また、家族の医療費も忘れずに集計することが重要です。

税務署に相談すべきケース

自分で判断が難しい場合は、税務署に相談することをおすすめします。

相談すべきケースをいくつか紹介します。

  • 判断に迷う保険金の扱い
  • 複雑な家族構成の場合
  • 過去の申告に誤りがあった場合

詳しく説明していきます。

判断に迷う保険金の扱い

保険金の種類によっては、差し引くべきかどうか判断に迷うことがあります。

会社からのお見舞い金、共済組合からの給付金、損害賠償金などは、その性質によって扱いが変わります。

迷った場合は、税務署の相談窓口を利用しましょう。電話相談も可能です。

複雑な家族構成の場合

離婚や再婚、単身赴任など、家族構成が複雑な場合は相談をおすすめします。

「生計を一にする」の判定が難しいケースもあります。また、どちらの親が医療費控除を申告するのが有利かも、所得によって変わります。

税務署では、個別の事情に応じたアドバイスを受けられます。

過去の申告に誤りがあった場合

過去の申告で間違いに気づいた場合は、修正申告や更正の請求ができます。

税額が増える場合は修正申告、減る場合は更正の請求を行います。
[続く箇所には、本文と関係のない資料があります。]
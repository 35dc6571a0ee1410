use crate::config::{CliOverrides, Config};
use crate::error::{ExportError, Result};
use clap::{Parser, ValueEnum};
use std::path::{Path, PathBuf};

#[derive(Parser, Debug)]
#[command(name = "docx-image-export")]
#[command(version = env!("CARGO_PKG_VERSION"))]
#[command(about = "Export images from DOCX to PNG (named by appearance order). Drag-and-drop supported.")]
#[command(
    long_about = "Exports every inline image of a Word document as <n>.png, numbered by first \
                  appearance in the document body, scaled to a target width."
)]
#[command(after_help = "EXAMPLES:\n  \
    docx-image-export report.docx\n  \
    docx-image-export report.docx --out figures --width 800\n  \
    docx-image-export report.docx --width 1200 --upscale --no-pause\n  \
    docx-image-export report.docx --dry-run\n  \
    docx-image-export --interactive")]
pub struct Cli {
    /// Path to .docx (or drag .docx onto the executable)
    pub docx: Option<String>,

    /// Output directory (default: <docx dir>/exported_images)
    #[arg(short, long)]
    pub out: Option<PathBuf>,

    /// Target width in pixels (default 500)
    #[arg(short, long, allow_negative_numbers = true)]
    pub width: Option<i64>,

    /// Allow upscaling small images to the target width
    #[arg(long)]
    pub upscale: bool,

    /// Configuration file path
    #[arg(short, long, help = "Path to TOML configuration file")]
    pub config: Option<PathBuf>,

    /// Output format for results
    #[arg(long, value_enum, default_value_t = OutputFormat::Human)]
    pub output_format: OutputFormat,

    /// Verbose output level (-v, -vv)
    #[arg(short, long, action = clap::ArgAction::Count)]
    pub verbose: u8,

    /// Quiet mode (suppress non-essential output)
    #[arg(short, long, conflicts_with = "verbose")]
    pub quiet: bool,

    /// Exit without waiting for Enter
    #[arg(long)]
    pub no_pause: bool,

    /// List the images that would be exported without writing anything
    #[arg(long)]
    pub dry_run: bool,

    /// Fill in the export form interactively
    #[arg(long, conflicts_with = "dry_run")]
    pub interactive: bool,

    /// Generate a sample configuration file
    #[arg(long, help = "Generate a sample configuration file")]
    pub generate_config: bool,
}

#[derive(Debug, Clone, ValueEnum)]
pub enum OutputFormat {
    /// Human-readable colored output
    Human,
    /// JSON formatted output
    Json,
    /// Plain text output
    Plain,
}

impl Cli {
    pub fn load_config(&self) -> Result<Config> {
        self.target_width()?;
        let mut config = Config::load_with_defaults(self.config.as_ref())?;

        let overrides = self.create_cli_overrides();
        config.merge_with_cli_args(&overrides);
        config.validate()?;

        Ok(config)
    }

    pub fn create_cli_overrides(&self) -> CliOverrides {
        CliOverrides::new()
            .with_width(self.target_width().ok().flatten())
            .with_upscale(self.upscale)
            .with_no_pause(self.no_pause)
    }

    /// The `--width` value, which must fit a positive pixel count.
    pub fn target_width(&self) -> Result<Option<u32>> {
        match self.width {
            None => Ok(None),
            Some(width) => u32::try_from(width)
                .ok()
                .filter(|width| *width > 0)
                .map(Some)
                .ok_or(ExportError::InvalidWidth { width }),
        }
    }

    /// The document argument with drag-and-drop quoting removed.
    pub fn docx_path(&self) -> Option<PathBuf> {
        self.docx
            .as_deref()
            .map(clean_path_input)
            .filter(|path| !path.is_empty())
            .map(PathBuf::from)
    }

    pub fn output_directory(&self, docx_path: &Path, config: &Config) -> PathBuf {
        match self.out {
            Some(ref out) => out.clone(),
            None => default_output_dir(docx_path, &config.export.default_dir_name),
        }
    }

    pub fn is_verbose(&self) -> bool {
        self.verbose > 0 && !self.quiet
    }

    pub fn verbosity_level(&self) -> u8 {
        if self.quiet {
            0
        } else {
            self.verbose
        }
    }
}

/// Trim whitespace and the double quotes shells add around dropped paths.
pub fn clean_path_input(s: &str) -> &str {
    s.trim().trim_matches('"').trim()
}

/// Accept only existing files with a `.docx` extension (any case).
pub fn validate_docx_path(path: &Path) -> Result<()> {
    let has_docx_extension = path
        .extension()
        .and_then(|ext| ext.to_str())
        .is_some_and(|ext| ext.eq_ignore_ascii_case("docx"));

    if !path.is_file() || !has_docx_extension {
        return Err(ExportError::InvalidDocument {
            path: path.display().to_string(),
        });
    }

    Ok(())
}

/// `<absolute document dir>/<dir_name>`.
pub fn default_output_dir(docx_path: &Path, dir_name: &str) -> PathBuf {
    let absolute = std::path::absolute(docx_path).unwrap_or_else(|_| docx_path.to_path_buf());
    absolute
        .parent()
        .map(Path::to_path_buf)
        .unwrap_or_default()
        .join(dir_name)
}
use crate::extractor::ExportProgress;
use indicatif::{MultiProgress, ProgressBar, ProgressStyle};
use std::time::Duration;

pub struct ProgressManager {
    multi_progress: MultiProgress,
    enabled: bool,
}

impl ProgressManager {
    pub fn new(enabled: bool) -> Self {
        Self {
            multi_progress: MultiProgress::new(),
            enabled,
        }
    }

    pub fn create_image_progress(&self, total_images: u64) -> ProgressBar {
        if !self.enabled {
            return ProgressBar::hidden();
        }

        let pb = self.multi_progress.add(ProgressBar::new(total_images));
        pb.set_style(
            ProgressStyle::with_template(
                "{spinner:.green} [{elapsed_precise}] [{bar:40.cyan/blue}] {pos:>4}/{len:4} images {msg}",
            )
            .unwrap_or_else(|_| ProgressStyle::default_bar())
            .progress_chars("#>-"),
        );
        pb.set_message("Exporting images...");
        pb.enable_steady_tick(Duration::from_millis(100));
        pb
    }

    pub fn create_spinner(&self, message: &str) -> ProgressBar {
        if !self.enabled {
            return ProgressBar::hidden();
        }

        let pb = self.multi_progress.add(ProgressBar::new_spinner());
        pb.enable_steady_tick(Duration::from_millis(100));
        pb.set_style(
            ProgressStyle::with_template("{spinner:.green} {msg} ({elapsed})")
                .unwrap_or_else(|_| ProgressStyle::default_spinner())
                .tick_strings(&["⠋", "⠙", "⠹", "⠸", "⠼", "⠴", "⠦", "⠧", "⠇", "⠏"]),
        );
        pb.set_message(message.to_string());
        pb
    }

    pub fn clear(&self) {
        if self.enabled {
            self.multi_progress.clear().ok();
        }
    }

    pub fn is_enabled(&self) -> bool {
        self.enabled
    }
}

impl Default for ProgressManager {
    fn default() -> Self {
        Self::new(true)
    }
}

pub fn update_image_progress(pb: &ProgressBar, progress: &ExportProgress) {
    pb.set_length(progress.total_images as u64);
    pb.set_position(progress.images_exported as u64);

    match progress.current_image {
        Some(ref current) => pb.set_message(format!("Wrote {}", current)),
        None => pb.set_message("Exporting images..."),
    }
}

pub fn finish_progress_with_summary(pb: &ProgressBar, message: &str, duration: Duration) {
    let final_message = format!("{} (completed in {})", message, format_duration(duration));
    pb.finish_with_message(final_message);
}

pub(crate) fn format_duration(duration: Duration) -> String {
    let secs = duration.as_secs();
    if secs >= 60 {
        format!("{}m {}s", secs / 60, secs % 60)
    } else if secs > 0 {
        format!("{}s", secs)
    } else {
        format!("{}ms", duration.as_millis())
    }
}

#[cfg(test)]
mod tests {
    use super::*;

    #[test]
    fn test_progress_manager_creation() {
        let manager = ProgressManager::new(true);
        assert!(manager.is_enabled());

        let disabled_manager = ProgressManager::new(false);
        assert!(!disabled_manager.is_enabled());
    }

    #[test]
    fn test_disabled_progress_bars() {
        let manager = ProgressManager::new(false);

        let image_pb = manager.create_image_progress(10);
        assert!(image_pb.is_hidden());

        let spinner = manager.create_spinner("Opening document");
        assert!(spinner.is_hidden());
    }

    #[test]
    fn test_update_image_progress() {
        let pb = ProgressBar::hidden();
        let mut progress = ExportProgress::new(3);
        progress.update_image("1.png".to_string());

        update_image_progress(&pb, &progress);

        assert_eq!(pb.position(), 1);
        assert_eq!(pb.length(), Some(3));
        assert_eq!(pb.message(), "Wrote 1.png");
    }

    #[test]
    fn test_format_duration() {
        assert_eq!(format_duration(Duration::from_secs(30)), "30s");
        assert_eq!(format_duration(Duration::from_secs(90)), "1m 30s");
        assert_eq!(format_duration(Duration::from_millis(500)), "500ms");
    }
}
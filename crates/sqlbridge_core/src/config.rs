//! Bridge configuration.

use libsqlite3_sys as ffi;
use std::ops::BitOr;
use std::time::Duration;

/// Flags passed to the native open call.
#[derive(Debug, Clone, Copy, PartialEq, Eq, Hash)]
pub struct OpenFlags(i32);

impl OpenFlags {
    /// Open read-only.
    pub const READ_ONLY: Self = Self(ffi::SQLITE_OPEN_READONLY);
    /// Open read-write.
    pub const READ_WRITE: Self = Self(ffi::SQLITE_OPEN_READWRITE);
    /// Create the file if it does not exist.
    pub const CREATE: Self = Self(ffi::SQLITE_OPEN_CREATE);
    /// Interpret the path as a URI.
    pub const URI: Self = Self(ffi::SQLITE_OPEN_URI);
    /// Open an in-memory database.
    pub const MEMORY: Self = Self(ffi::SQLITE_OPEN_MEMORY);
    /// Multi-thread mode.
    pub const NO_MUTEX: Self = Self(ffi::SQLITE_OPEN_NOMUTEX);
    /// Serialized mode.
    pub const FULL_MUTEX: Self = Self(ffi::SQLITE_OPEN_FULLMUTEX);
    /// Enable shared cache for this connection.
    pub const SHARED_CACHE: Self = Self(ffi::SQLITE_OPEN_SHAREDCACHE);
    /// Disable shared cache for this connection.
    pub const PRIVATE_CACHE: Self = Self(ffi::SQLITE_OPEN_PRIVATECACHE);

    /// Creates flags from raw bits.
    pub const fn from_bits(bits: i32) -> Self {
        Self(bits)
    }

    /// Returns the raw bits.
    pub const fn bits(self) -> i32 {
        self.0
    }

    /// Returns true if every bit of `other` is set.
    pub const fn contains(self, other: Self) -> bool {
        self.0 & other.0 == other.0
    }

    /// Returns these flags plus [`OpenFlags::URI`] when `path` is a `file:` URI.
    pub fn for_path(self, path: &str) -> Self {
        let is_uri = path
            .get(..5)
            .is_some_and(|prefix| prefix.eq_ignore_ascii_case("file:"));
        if is_uri {
            self | Self::URI
        } else {
            self
        }
    }
}

impl Default for OpenFlags {
    fn default() -> Self {
        Self::READ_WRITE | Self::CREATE
    }
}

impl BitOr for OpenFlags {
    type Output = Self;

    fn bitor(self, rhs: Self) -> Self {
        Self(self.0 | rhs.0)
    }
}

/// How backup and restore pump pages between databases.
#[derive(Debug, Clone, Copy, PartialEq, Eq)]
pub struct TransferPolicy {
    /// Pages copied per native step.
    pub pages_per_step: i32,
    /// Sleep between retries when the source or destination is busy.
    pub busy_sleep: Duration,
    /// Consecutive busy results tolerated before the loop gives up.
    pub max_busy_retries: u32,
}

impl Default for TransferPolicy {
    fn default() -> Self {
        Self {
            pages_per_step: 100,
            busy_sleep: Duration::from_millis(100),
            max_busy_retries: 3,
        }
    }
}

impl TransferPolicy {
    /// Sets pages per step.
    #[must_use]
    pub const fn pages_per_step(mut self, pages: i32) -> Self {
        self.pages_per_step = pages;
        self
    }

    /// Sets the busy sleep.
    #[must_use]
    pub const fn busy_sleep(mut self, sleep: Duration) -> Self {
        self.busy_sleep = sleep;
        self
    }

    /// Sets the busy retry limit.
    #[must_use]
    pub const fn max_busy_retries(mut self, retries: u32) -> Self {
        self.max_busy_retries = retries;
        self
    }
}

/// Configuration for a [`ConnectionBridge`](crate::ConnectionBridge).
#[derive(Debug, Clone)]
pub struct BridgeConfig {
    /// Busy timeout applied right after open (`None` = leave the engine default).
    pub busy_timeout: Option<Duration>,

    /// Flags used by the backup path when opening the destination file.
    pub backup_flags: OpenFlags,

    /// Flags used by the restore path when opening the source file.
    pub restore_flags: OpenFlags,

    /// Page transfer policy for backup and restore.
    pub transfer: TransferPolicy,
}

impl Default for BridgeConfig {
    fn default() -> Self {
        Self {
            busy_timeout: None,
            backup_flags: OpenFlags::READ_WRITE | OpenFlags::CREATE,
            restore_flags: OpenFlags::READ_ONLY,
            transfer: TransferPolicy::default(),
        }
    }
}

impl BridgeConfig {
    /// Creates a new configuration with default values.
    #[must_use]
    pub fn new() -> Self {
        Self::default()
    }

    /// Sets the busy timeout applied after open.
    #[must_use]
    pub const fn busy_timeout(mut self, timeout: Duration) -> Self {
        self.busy_timeout = Some(timeout);
        self
    }

    /// Sets the transfer policy.
    #[must_use]
    pub const fn transfer(mut self, policy: TransferPolicy) -> Self {
        self.transfer = policy;
        self
    }
}

#[cfg(test)]
mod tests {
    use super::*;

    #[test]
    fn default_config() {
        let config = BridgeConfig::default();
        assert!(config.busy_timeout.is_none());
        assert_eq!(config.transfer.pages_per_step, 100);
        assert_eq!(config.transfer.busy_sleep, Duration::from_millis(100));
        assert_eq!(config.transfer.max_busy_retries, 3);
        assert!(config.backup_flags.contains(OpenFlags::CREATE));
        assert!(config.restore_flags.contains(OpenFlags::READ_ONLY));
    }

    #[test]
    fn builder_pattern() {
        let config = BridgeConfig::new()
            .busy_timeout(Duration::from_secs(2))
            .transfer(TransferPolicy::default().pages_per_step(-1));

        assert_eq!(config.busy_timeout, Some(Duration::from_secs(2)));
        assert_eq!(config.transfer.pages_per_step, -1);
    }

    #[test]
    fn uri_detection_ignores_case() {
        let flags = OpenFlags::READ_ONLY;
        assert!(flags.for_path("FILE:test.db?mode=ro").contains(OpenFlags::URI));
        assert!(flags.for_path("file:x").contains(OpenFlags::URI));
        assert!(!flags.for_path("/tmp/file.db").contains(OpenFlags::URI));
        assert!(!flags.for_path("fil").contains(OpenFlags::URI));
    }
}
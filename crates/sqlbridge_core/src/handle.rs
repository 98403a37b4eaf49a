//! Handle model.
//!
//! Value types wrapping the raw addresses of an open connection and of a
//! prepared statement. A zero address means invalid/closed. Neither type is
//! ever dereferenced here; they are only passed back to the engine.

use crate::error::{BridgeError, BridgeResult};
use libsqlite3_sys as ffi;
use std::ptr;

/// An opened connection handle.
///
/// Exactly one [`ConnectionBridge`](crate::ConnectionBridge) owns the live
/// handle; the bridge never hands out copies while it is valid.
#[derive(Debug, PartialEq, Eq)]
pub struct ConnectionHandle {
    raw: *mut ffi::sqlite3,
}

// Access to the pointee is serialized by the owning bridge's call lock.
unsafe impl Send for ConnectionHandle {}

impl ConnectionHandle {
    /// Creates a closed handle.
    pub const fn closed() -> Self {
        Self {
            raw: ptr::null_mut(),
        }
    }

    pub(crate) const fn from_raw(raw: *mut ffi::sqlite3) -> Self {
        Self { raw }
    }

    /// Returns the raw native address.
    pub fn address(&self) -> usize {
        self.raw as usize
    }

    /// Returns true if the handle refers to an open connection.
    pub fn is_valid(&self) -> bool {
        !self.raw.is_null()
    }

    /// Fails with [`BridgeError::InvalidHandle`] unless valid.
    pub fn check_valid(&self) -> BridgeResult<*mut ffi::sqlite3> {
        if self.is_valid() {
            Ok(self.raw)
        } else {
            Err(BridgeError::InvalidHandle)
        }
    }

    pub(crate) fn as_ptr(&self) -> *mut ffi::sqlite3 {
        self.raw
    }

    /// Replaces the handle with a closed one and returns the old raw pointer.
    pub(crate) fn take(&mut self) -> *mut ffi::sqlite3 {
        std::mem::replace(&mut self.raw, ptr::null_mut())
    }
}

impl Default for ConnectionHandle {
    fn default() -> Self {
        Self::closed()
    }
}

/// A prepared-statement handle.
///
/// Returned by `prepare`, released by `finalize`. Besides the raw address the
/// handle carries a serial number unique within its connection. The engine
/// reuses statement addresses, so the bridge looks statements up by serial
/// and a stale copy is rejected instead of reaching a newer statement.
#[derive(Debug, Clone, Copy, PartialEq, Eq, Hash)]
pub struct StatementHandle {
    serial: u64,
    raw: *mut ffi::sqlite3_stmt,
}

unsafe impl Send for StatementHandle {}
unsafe impl Sync for StatementHandle {}

impl StatementHandle {
    /// Creates an invalid statement handle.
    pub const fn null() -> Self {
        Self {
            serial: 0,
            raw: ptr::null_mut(),
        }
    }

    pub(crate) const fn from_raw(serial: u64, raw: *mut ffi::sqlite3_stmt) -> Self {
        Self { serial, raw }
    }

    /// Returns the raw native address.
    pub fn address(&self) -> usize {
        self.raw as usize
    }

    /// Serial number assigned by the connection at prepare time; 0 for a
    /// null handle.
    pub fn serial(&self) -> u64 {
        self.serial
    }

    /// Returns true if the handle is non-null.
    pub fn is_valid(&self) -> bool {
        !self.raw.is_null()
    }

    pub(crate) fn as_ptr(self) -> *mut ffi::sqlite3_stmt {
        self.raw
    }
}

#[cfg(test)]
mod tests {
    use super::*;

    #[test]
    fn closed_connection_handle() {
        let handle = ConnectionHandle::closed();
        assert!(!handle.is_valid());
        assert_eq!(handle.address(), 0);
        assert!(matches!(handle.check_valid(), Err(BridgeError::InvalidHandle)));
    }

    #[test]
    fn take_invalidates() {
        let mut dummy = 0u8;
        let mut handle = ConnectionHandle::from_raw(ptr::addr_of_mut!(dummy).cast());
        assert!(handle.is_valid());
        assert!(handle.check_valid().is_ok());

        let raw = handle.take();
        assert!(!raw.is_null());
        assert!(!handle.is_valid());
    }

    #[test]
    fn null_statement() {
        let stmt = StatementHandle::null();
        assert!(!stmt.is_valid());
        assert_eq!(stmt.address(), 0);
        assert_eq!(stmt.serial(), 0);
    }

    #[test]
    fn same_address_different_serial() {
        let mut dummy = 0u8;
        let raw = ptr::addr_of_mut!(dummy).cast();
        let first = StatementHandle::from_raw(1, raw);
        let second = StatementHandle::from_raw(2, raw);
        assert_eq!(first.address(), second.address());
        assert_ne!(first, second);
    }
}
//! Columns command implementation.

use super::{open, Format};
use serde::Serialize;
use sqlbridge_core::ConnectionBridge;

/// Description of one result column.
#[derive(Debug, Serialize)]
pub struct ColumnInfo {
    /// Zero-based column index.
    pub index: i32,
    /// Column name as the engine reports it.
    pub name: Option<String>,
    /// Declared type, if the column comes from a table.
    pub decltype: Option<String>,
    /// Originating table.
    pub table: Option<String>,
    /// Column has a NOT NULL constraint.
    pub not_null: bool,
    /// Column is part of the primary key.
    pub primary_key: bool,
    /// Column is AUTOINCREMENT.
    pub auto_increment: bool,
}

/// Runs the columns command.
pub fn run(path: &str, sql: &str, format: &str) -> Result<(), Box<dyn std::error::Error>> {
    let bridge = open(path)?;
    let columns = describe(&bridge, sql)?;
    bridge.close()?;

    match Format::parse(format) {
        Format::Json => println!("{}", serde_json::to_string_pretty(&columns)?),
        Format::Text => print_text_output(&columns),
    }
    Ok(())
}

/// Prepares `sql` without running it and describes its result columns.
pub fn describe(
    bridge: &ConnectionBridge,
    sql: &str,
) -> Result<Vec<ColumnInfo>, Box<dyn std::error::Error>> {
    let stmt = bridge.prepare(sql)?;
    let metadata = bridge.column_metadata(stmt)?;

    let mut columns = Vec::with_capacity(metadata.len());
    for (index, meta) in (0..).zip(metadata) {
        columns.push(ColumnInfo {
            index,
            name: bridge.column_name(stmt, index)?,
            decltype: bridge.column_decltype(stmt, index)?,
            table: bridge.column_table_name(stmt, index)?,
            not_null: meta.not_null,
            primary_key: meta.primary_key,
            auto_increment: meta.auto_increment,
        });
    }
    bridge.finalize(stmt)?;
    Ok(columns)
}

fn print_text_output(columns: &[ColumnInfo]) {
    println!("=== Result Columns ===");
    for col in columns {
        let mut flags = Vec::new();
        if col.not_null {
            flags.push("NOT NULL");
        }
        if col.primary_key {
            flags.push("PRIMARY KEY");
        }
        if col.auto_increment {
            flags.push("AUTOINCREMENT");
        }
        println!(
            "  {}: {} {} [{}] {}",
            col.index,
            col.name.as_deref().unwrap_or("?"),
            col.decltype.as_deref().unwrap_or("-"),
            col.table.as_deref().unwrap_or("expression"),
            flags.join(" ")
        );
    }
}

#[cfg(test)]
mod tests {
    use super::*;

    #[test]
    fn describes_table_and_expression_columns() {
        let bridge = open(":memory:").unwrap();
        bridge
            .exec("CREATE TABLE users (id INTEGER PRIMARY KEY AUTOINCREMENT NOT NULL, email TEXT NOT NULL)")
            .unwrap();

        let columns = describe(&bridge, "SELECT id, email, length(email) AS n FROM users").unwrap();
        assert_eq!(columns.len(), 3);

        assert_eq!(columns[0].name.as_deref(), Some("id"));
        assert!(columns[0].not_null && columns[0].primary_key && columns[0].auto_increment);

        assert_eq!(columns[1].decltype.as_deref(), Some("TEXT"));
        assert!(columns[1].not_null);
        assert!(!columns[1].primary_key);

        assert_eq!(columns[2].name.as_deref(), Some("n"));
        assert_eq!(columns[2].table, None);
        assert!(!columns[2].not_null);
    }
}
いずれも期限があるので、早めに相談することが大切です。

税務署では、手続きの方法についても詳しく教えてもらえます。

まとめ

今回は、保険金を受け取った場合の医療費控除について詳しく解説しました。重要なポイントをまとめておきます。

  • 保険金は対象となった医療費からのみ差し引く
  • 保険金が医療費を上回っても他の医療費は控除できる
  • 差し引く保険金には生命保険給付金や高額療養費などがある
  • 予防接種や美容目的の治療費は控除対象外
  • 領収書は5年間保管が必要
  • 確定申告は翌年1月から5年間申告可能
  • 判断に迷う場合は税務署に相談する

保険金を受け取ったからといって、医療費控除を諦める必要はありません。正しい計算方法を理解すれば、適切な控除を受けることができます。

医療費控除は家計の負担を軽減する大切な制度です。ぜひ活用して、税金の還付を受けてくださいね。